Hoy se celebra el Día Internacional del Helado, fecha que promueve su consumo y conmemora ese sabor que fascina a miles de personas alrededor del mundo, especialmente en épocas de verano, donde el calor puede convertirse en un verdadero dolor de cabeza.
Por esa razón, este día resulta una buena oportunidad para hablar sobre una de las marcas más emblemáticas del Perú: D’Onofrio. Su nombre evoca rápidamente a los carritos amarillos que van por las calles, el clásico sonido de la corneta y una gran popularidad, sin embargo, su consolidación no fue de la noche a la mañana.
De Italia a Latinoamérica
Pedro D’Onofrio es el nombre del soñador que le ha dado al Perú la posibilidad de disfrutar de productos como el recordado Donito, los deliciosos Peziduri o Sanguchitos y el refrescante Turbo. Este emprendedor nació en la lejana Italia, en 1859, pero emigró hasta Argentina con tan solo 21 años, en búsqueda de una vida mejor y un futuro brillante.

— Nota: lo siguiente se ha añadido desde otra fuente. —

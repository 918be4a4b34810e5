//! Nextcloud WebDAV connector
//!
//! Implements `RemoteStore` on top of the Nextcloud files and system-tags
//! WebDAV endpoints.

use async_trait::async_trait;
use bridge_traits::error::{BridgeError, Result};
use bridge_traits::http::{HttpClient, HttpMethod, HttpRequest, HttpResponse};
use bridge_traits::storage::{FileSystemAccess, RemoteEntry, RemoteStore, RemoteTag};
use core_runtime::config::WebDavSettings;
use std::path::Path;
use std::sync::Arc;
use std::time::Duration;
use tracing::{debug, info, instrument, warn};

use crate::error::WebDavError;
use crate::types::{parse_multistatus, PropResponse};

/// Timeout for metadata requests
const REQUEST_TIMEOUT: Duration = Duration::from_secs(60);

/// Timeout for uploads and downloads
const TRANSFER_TIMEOUT: Duration = Duration::from_secs(600);

const LIST_PROPS: &str = r#"<?xml version="1.0" encoding="UTF-8"?>
<d:propfind xmlns:d="DAV:" xmlns:oc="http://owncloud.org/ns">
  <d:prop>
    <d:resourcetype/>
    <d:getcontentlength/>
    <oc:fileid/>
  </d:prop>
</d:propfind>"#;

const TAG_PROPS: &str = r#"<?xml version="1.0" encoding="UTF-8"?>
<d:propfind xmlns:d="DAV:" xmlns:oc="http://owncloud.org/ns">
  <d:prop>
    <oc:id/>
    <oc:display-name/>
  </d:prop>
</d:propfind>"#;

const EXISTS_PROPS: &str = r#"<?xml version="1.0" encoding="UTF-8"?>
<d:propfind xmlns:d="DAV:">
  <d:prop><d:resourcetype/></d:prop>
</d:propfind>"#;

/// Nextcloud WebDAV connector
///
/// Paths given to the connector are relative to the user's files root, for
/// example `_raw/raw_photo1.jpg`.
///
/// # Example
///
/// ```ignore
/// use provider_webdav::NextcloudConnector;
///
/// let connector = NextcloudConnector::new(http_client, fs, settings);
/// let entries = connector.list("_raw").await?;
/// ```
pub struct NextcloudConnector {
    http_client: Arc<dyn HttpClient>,
    fs: Arc<dyn FileSystemAccess>,
    settings: WebDavSettings,
    /// Absolute URL of the user's files root, no trailing slash
    files_root_url: String,
    /// Decoded URL path of the files root, with trailing slash
    files_root_path: String,
}

impl NextcloudConnector {
    pub fn new(
        http_client: Arc<dyn HttpClient>,
        fs: Arc<dyn FileSystemAccess>,
        settings: WebDavSettings,
    ) -> Self {
        let base = settings.base_url.trim_end_matches('/').to_string();
        let files_root_url = format!(
            "{}/remote.php/dav/files/{}",
            base,
            urlencoding::encode(&settings.username)
        );
        let files_root_path = format!(
            "{}/remote.php/dav/files/{}/",
            url_path(&base).trim_end_matches('/'),
            settings.username
        );

        Self {
            http_client,
            fs,
            settings,
            files_root_url,
            files_root_path,
        }
    }

    fn base_url(&self) -> &str {
        self.settings.base_url.trim_end_matches('/')
    }

    /// Absolute URL for a store-relative path
    fn file_url(&self, path: &str) -> String {
        let encoded = encode_path(path);
        if encoded.is_empty() {
            format!("{}/", self.files_root_url)
        } else {
            format!("{}/{}", self.files_root_url, encoded)
        }
    }

    fn tag_relations_url(&self, item_id: &str) -> String {
        format!(
            "{}/remote.php/dav/systemtags-relations/files/{}",
            self.base_url(),
            urlencoding::encode(item_id)
        )
    }

    /// Map a server href back to a store-relative path
    fn relative_path(&self, href: &str) -> std::result::Result<String, WebDavError> {
        let decoded = urlencoding::decode(url_path(href))
            .map_err(|e| WebDavError::InvalidPath(format!("{}: {}", href, e)))?;

        let relative = decoded
            .strip_prefix(&self.files_root_path)
            .or_else(|| decoded.strip_prefix(self.files_root_path.trim_end_matches('/')))
            .ok_or_else(|| {
                WebDavError::InvalidPath(format!("{} is outside {}", href, self.files_root_path))
            })?;

        Ok(relative.trim_matches('/').to_string())
    }

    fn request(&self, method: HttpMethod, url: impl Into<String>) -> HttpRequest {
        HttpRequest::new(method, url)
            .basic_auth(&self.settings.username, &self.settings.password)
            .timeout(REQUEST_TIMEOUT)
    }

    fn propfind(&self, url: String, depth: &str, body: &str) -> HttpRequest {
        self.request(HttpMethod::Propfind, url)
            .header("Depth", depth)
            .xml(body)
    }

    async fn send(&self, request: HttpRequest) -> Result<HttpResponse> {
        let method = request.method;
        let response = self.http_client.execute(request).await?;
        debug!(method = %method, status = response.status, "WebDAV response");
        Ok(response)
    }

    fn multistatus(&self, response: &HttpResponse) -> Result<Vec<PropResponse>> {
        let body = response.text()?;
        Ok(parse_multistatus(&body)?)
    }

    fn to_entry(&self, response: &PropResponse) -> RemoteEntry {
        let path = match self.relative_path(&response.href) {
            Ok(path) if !path.is_empty() => Some(path),
            Ok(_) => None,
            Err(e) => {
                debug!(error = %e, "Unmappable href in listing");
                None
            }
        };
        let name = path
            .as_deref()
            .and_then(|p| p.rsplit('/').next())
            .map(str::to_string);

        RemoteEntry {
            path,
            name,
            is_directory: response.resource_type(),
            id: response.prop("fileid").map(str::to_string),
            raw: response.describe(),
        }
    }

    async fn read_tags(&self, url: String, context: &str) -> Result<Vec<RemoteTag>> {
        let response = self.send(self.propfind(url, "1", TAG_PROPS)).await?;

        if response.status != 207 {
            return Err(status_error(HttpMethod::Propfind, context, &response));
        }

        let tags = self
            .multistatus(&response)?
            .into_iter()
            .filter_map(|entry| match (entry.prop("id"), entry.prop("display-name")) {
                (Some(id), Some(name)) => Some(RemoteTag::new(id, name)),
                (Some(id), None) => {
                    warn!(tag_id = id, "Tag without display name ignored");
                    None
                }
                // The relations collection itself carries no id
                _ => None,
            })
            .collect();

        Ok(tags)
    }
}

#[async_trait]
impl RemoteStore for NextcloudConnector {
    #[instrument(skip(self))]
    async fn list(&self, directory: &str) -> Result<Vec<RemoteEntry>> {
        let directory = directory.trim_matches('/');
        let url = format!("{}/", self.file_url(directory).trim_end_matches('/'));
        let response = self.send(self.propfind(url, "1", LIST_PROPS)).await?;

        if response.status != 207 {
            return Err(status_error(HttpMethod::Propfind, directory, &response));
        }

        let entries: Vec<RemoteEntry> = self
            .multistatus(&response)?
            .iter()
            // Depth 1 includes the directory itself
            .filter(|r| self.relative_path(&r.href).map_or(true, |p| p != directory))
            .map(|r| self.to_entry(r))
            .collect();

        info!(directory, count = entries.len(), "Listed remote directory");
        Ok(entries)
    }

    #[instrument(skip(self))]
    async fn get_tags(&self, item_id: &str) -> Result<Vec<RemoteTag>> {
        let tags = self.read_tags(self.tag_relations_url(item_id), item_id).await?;
        debug!(item_id, count = tags.len(), "Read item tags");
        Ok(tags)
    }

    #[instrument(skip(self))]
    async fn list_all_tags(&self) -> Result<Vec<RemoteTag>> {
        let url = format!("{}/remote.php/dav/systemtags/", self.base_url());
        self.read_tags(url, "systemtags").await
    }

    #[instrument(skip(self))]
    async fn move_item(&self, source_path: &str, destination_path: &str) -> Result<()> {
        let request = self
            .request(HttpMethod::Move, self.file_url(source_path))
            .header("Destination", self.file_url(destination_path))
            .header("Overwrite", "F");
        let response = self.send(request).await?;

        match response.status {
            201 | 204 => {
                info!(source_path, destination_path, "Moved remote item");
                Ok(())
            }
            412 => Err(BridgeError::AlreadyExists(destination_path.to_string())),
            404 => Err(BridgeError::NotFound(source_path.to_string())),
            _ => Err(status_error(HttpMethod::Move, source_path, &response)),
        }
    }

    #[instrument(skip(self))]
    async fn unassign_tag(&self, item_id: &str, tag_id: &str) -> Result<()> {
        let url = format!(
            "{}/{}",
            self.tag_relations_url(item_id),
            urlencoding::encode(tag_id)
        );
        let response = self.send(self.request(HttpMethod::Delete, url)).await?;

        match response.status {
            200 | 204 => Ok(()),
            404 => {
                debug!(item_id, tag_id, "Tag was not assigned");
                Ok(())
            }
            _ => Err(status_error(HttpMethod::Delete, item_id, &response)),
        }
    }

    #[instrument(skip(self, local_path), fields(local = %local_path.display()))]
    async fn download(&self, remote_path: &str, local_path: &Path) -> Result<()> {
        let request = self
            .request(HttpMethod::Get, self.file_url(remote_path))
            .timeout(TRANSFER_TIMEOUT);
        let response = self.send(request).await?;

        if response.status != 200 {
            return Err(status_error(HttpMethod::Get, remote_path, &response));
        }

        let size = response.body.len();
        self.fs.write_file(local_path, response.body).await?;
        debug!(remote_path, size, "Downloaded remote file");
        Ok(())
    }

    #[instrument(skip(self, local_path), fields(local = %local_path.display()))]
    async fn upload(&self, local_path: &Path, remote_path: &str) -> Result<()> {
        let data = self.fs.read_file(local_path).await?;
        let size = data.len();
        let request = self
            .request(HttpMethod::Put, self.file_url(remote_path))
            .header("Content-Type", "application/octet-stream")
            .body(data)
            .timeout(TRANSFER_TIMEOUT);
        let response = self.send(request).await?;

        match response.status {
            200 | 201 | 204 => {
                debug!(remote_path, size, "Uploaded file");
                Ok(())
            }
            _ => Err(status_error(HttpMethod::Put, remote_path, &response)),
        }
    }

    #[instrument(skip(self))]
    async fn delete(&self, remote_path: &str) -> Result<()> {
        let response = self
            .send(self.request(HttpMethod::Delete, self.file_url(remote_path)))
            .await?;

        match response.status {
            200 | 204 => Ok(()),
            _ => Err(status_error(HttpMethod::Delete, remote_path, &response)),
        }
    }

    #[instrument(skip(self))]
    async fn exists(&self, remote_path: &str) -> Result<bool> {
        let response = self
            .send(self.propfind(self.file_url(remote_path), "0", EXISTS_PROPS))
            .await?;

        match response.status {
            207 | 200 => Ok(true),
            404 => Ok(false),
            _ => Err(status_error(HttpMethod::Propfind, remote_path, &response)),
        }
    }

    /// Creates every missing ancestor, like `mkdir -p`
    #[instrument(skip(self))]
    async fn create_directory(&self, remote_path: &str) -> Result<()> {
        let mut current = String::new();

        for segment in remote_path.split('/').filter(|s| !s.is_empty()) {
            if !current.is_empty() {
                current.push('/');
            }
            current.push_str(segment);

            let response = self
                .send(self.request(HttpMethod::Mkcol, self.file_url(&current)))
                .await?;

            match response.status {
                201 => debug!(path = %current, "Created remote directory"),
                // Method not allowed: the collection already exists
                405 => {}
                _ => return Err(status_error(HttpMethod::Mkcol, &current, &response)),
            }
        }

        Ok(())
    }
}

/// Percent-encode each segment of a store-relative path
fn encode_path(path: &str) -> String {
    path.split('/')
        .filter(|segment| !segment.is_empty())
        .map(|segment| urlencoding::encode(segment).into_owned())
        .collect::<Vec<_>>()
        .join("/")
}

/// Path component of an absolute URL; relative input is returned as-is
fn url_path(url: &str) -> &str {
    match url.find("://") {
        Some(scheme_end) => {
            let rest = &url[scheme_end + 3..];
            rest.find('/').map_or("", |slash| &rest[slash..])
        }
        None => url,
    }
}

fn status_error(method: HttpMethod, target: &str, response: &HttpResponse) -> BridgeError {
    let message = String::from_utf8_lossy(&response.body);
    let message = message.trim();
    warn!(method = %method, target, status = response.status, "Unexpected WebDAV status");

    WebDavError::Http {
        method: method.to_string(),
        target: target.to_string(),
        status: response.status,
        message: message.chars().take(200).collect(),
    }
    .into()
}
//! Add-entry form
//!
//! Holds the raw text of the four input fields and validates it into a
//! create request.

use crate::api::NewLogEntry;

use super::error::ValidationError;

/// Raw contents of the add-entry inputs
#[derive(Debug, Clone, Default, PartialEq, Eq)]
pub struct EntryForm {
    pub date: String,
    pub start_km: String,
    pub end_km: String,
    pub purpose: String,
}

impl EntryForm {
    pub fn new(
        date: impl Into<String>,
        start_km: impl Into<String>,
        end_km: impl Into<String>,
        purpose: impl Into<String>,
    ) -> Self {
        Self {
            date: date.into(),
            start_km: start_km.into(),
            end_km: end_km.into(),
            purpose: purpose.into(),
        }
    }

    /// Validate the fields, in order:
    ///
    /// 1. date and purpose non-empty, both readings numeric
    /// 2. end reading not below the start reading
    pub fn validate(&self) -> Result<NewLogEntry, ValidationError> {
        let (Some(start), Some(end)) = (parse_km(&self.start_km), parse_km(&self.end_km)) else {
            return Err(ValidationError::IncompleteFields);
        };
        if self.date.is_empty() || self.purpose.is_empty() {
            return Err(ValidationError::IncompleteFields);
        }

        if end < start {
            return Err(ValidationError::EndBeforeStart);
        }
        if end.checked_sub(start).is_none() {
            return Err(ValidationError::IncompleteFields);
        }

        Ok(NewLogEntry::new(self.date.clone(), start, end, self.purpose.clone()))
    }

    /// Empty every field
    pub fn clear(&mut self) {
        *self = Self::default();
    }

    pub fn is_empty(&self) -> bool {
        *self == Self::default()
    }
}

/// Largest reading magnitude accepted, `2^53 - 1`
pub const MAX_KM: i64 = (1 << 53) - 1;

/// Parse an odometer reading leniently: skip leading whitespace, accept an
/// optional sign, then take the longest run of digits. `"42km"` is 42,
/// `"km42"` is not a number, and a `0x` prefix reads hex digits.
///
/// Readings beyond [`MAX_KM`] do not parse, so the distance between any
/// two parsed readings fits in an `i64`.
pub fn parse_km(input: &str) -> Option<i64> {
    let trimmed = input.trim_start();
    let (negative, rest) = match trimmed.as_bytes().first() {
        Some(b'-') => (true, &trimmed[1..]),
        Some(b'+') => (false, &trimmed[1..]),
        _ => (false, trimmed),
    };
    let (radix, rest) = match rest.get(..2) {
        Some("0x") | Some("0X") => (16, &rest[2..]),
        _ => (10, rest),
    };

    let digits = rest
        .bytes()
        .take_while(|b| char::from(*b).is_digit(radix))
        .count();
    if digits == 0 {
        return None;
    }

    let magnitude = i64::from_str_radix(&rest[..digits], radix)
        .ok()
        .filter(|m| *m <= MAX_KM)?;
    Some(if negative { -magnitude } else { magnitude })
}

Inicialmente se asentó en Rosario, pero fue la oportunidad presentada por un amigo de su familia, Raffaele Cimarelli, la que reorientó su destino al proponerle el traspaso de su negocio de helados.
D’Onofrio aceptó y así comenzó su aventura, que además resultó bastante rentable. Pese a esto, en 1888 viajó de vuelta a Italia para ver a su madre, lo que paralizó momentáneamente su emprendimiento.
Más tarde, Cimarelli nuevamente le dio un impulso a su amigo Pedro y lo animó a viajar a Estados Unidos, donde el clima era perfecto para el negocio de los helados. Allí pasó unos años, pero en 1897 tomó la decisión de viajar hasta Perú con su familia.
Éxito en suelo peruano
Por aquellos días en Lima este nicho de mercado no estaba abastecido, por lo cual su carrito de madera a pedales fue toda una sensación para los ciudadanos. Acompañado del clásico toque de corneta y vendiendo su helado de crema llamado Imperial, el negocio fue viento en popa y alcanzó gran popularidad en poco tiempo.
Pese a esto, el uso de nieve de los andes para mantener la temperatura del producto complicaba un poco el panorama.
No obstante, la solución llegó pronto gracias al consejo de un ingeniero norteamericano que propuso a don Pedro la compra de una planta de fabricación de hielo artificial a fin de abaratar costos.
El éxito fue evidente. Por las calles de Lima era cada vez más común ver a los carritos amarillos diseñados por el emprendedor. Desafortunadamente, esto se reducía únicamente a los meses de verano, es decir, el negocio tenía un punto débil ya que perdía ingresos en temporadas más frías.
Sin embargo, Pedro vio este dilema como una buena oportunidad para diversificar y vender nuevos productos. Así, abrió en 1924 su propia fábrica de chocolates en el jirón Cotabambas, la cual estaba equipada con equipo industrial europeo y funcionaba al lado de la planta de hielo y helados.
Los frutos no se hicieron esperar demasiado y los productos como chocolates, galletas o caramelos D’Onofrio se posicionaron como los mejores en el mercado.
Como un dato interesante, cabe mencionar que en 1926 apareció el chocolate Sublime, envuelto en papel manteca, un producto que ha trascendido al tiempo y las generaciones.
La vida de éxitos de Pedro D’Onofrio y sus sueños de grandeza se materializaron en suelo peruano, donde también falleció a los 78 años y dejó como cabeza a su primogénito. Afortunadamente, las bases que sentó su padre fueron más que suficientes para que la marca siguiera creciendo hasta ampliarse y modernizarse por completo.
Es bien sabido que para los años 90 D’Onofrio ya lideraba el mercado, y aunque fue adquirido por la gigante suiza Nestlé, sus actividades se han mantenido hasta la fecha y siguen dando a los peruanos momentos únicos y productos de antaño con gran calidad que se pueden disfrutar todo el año.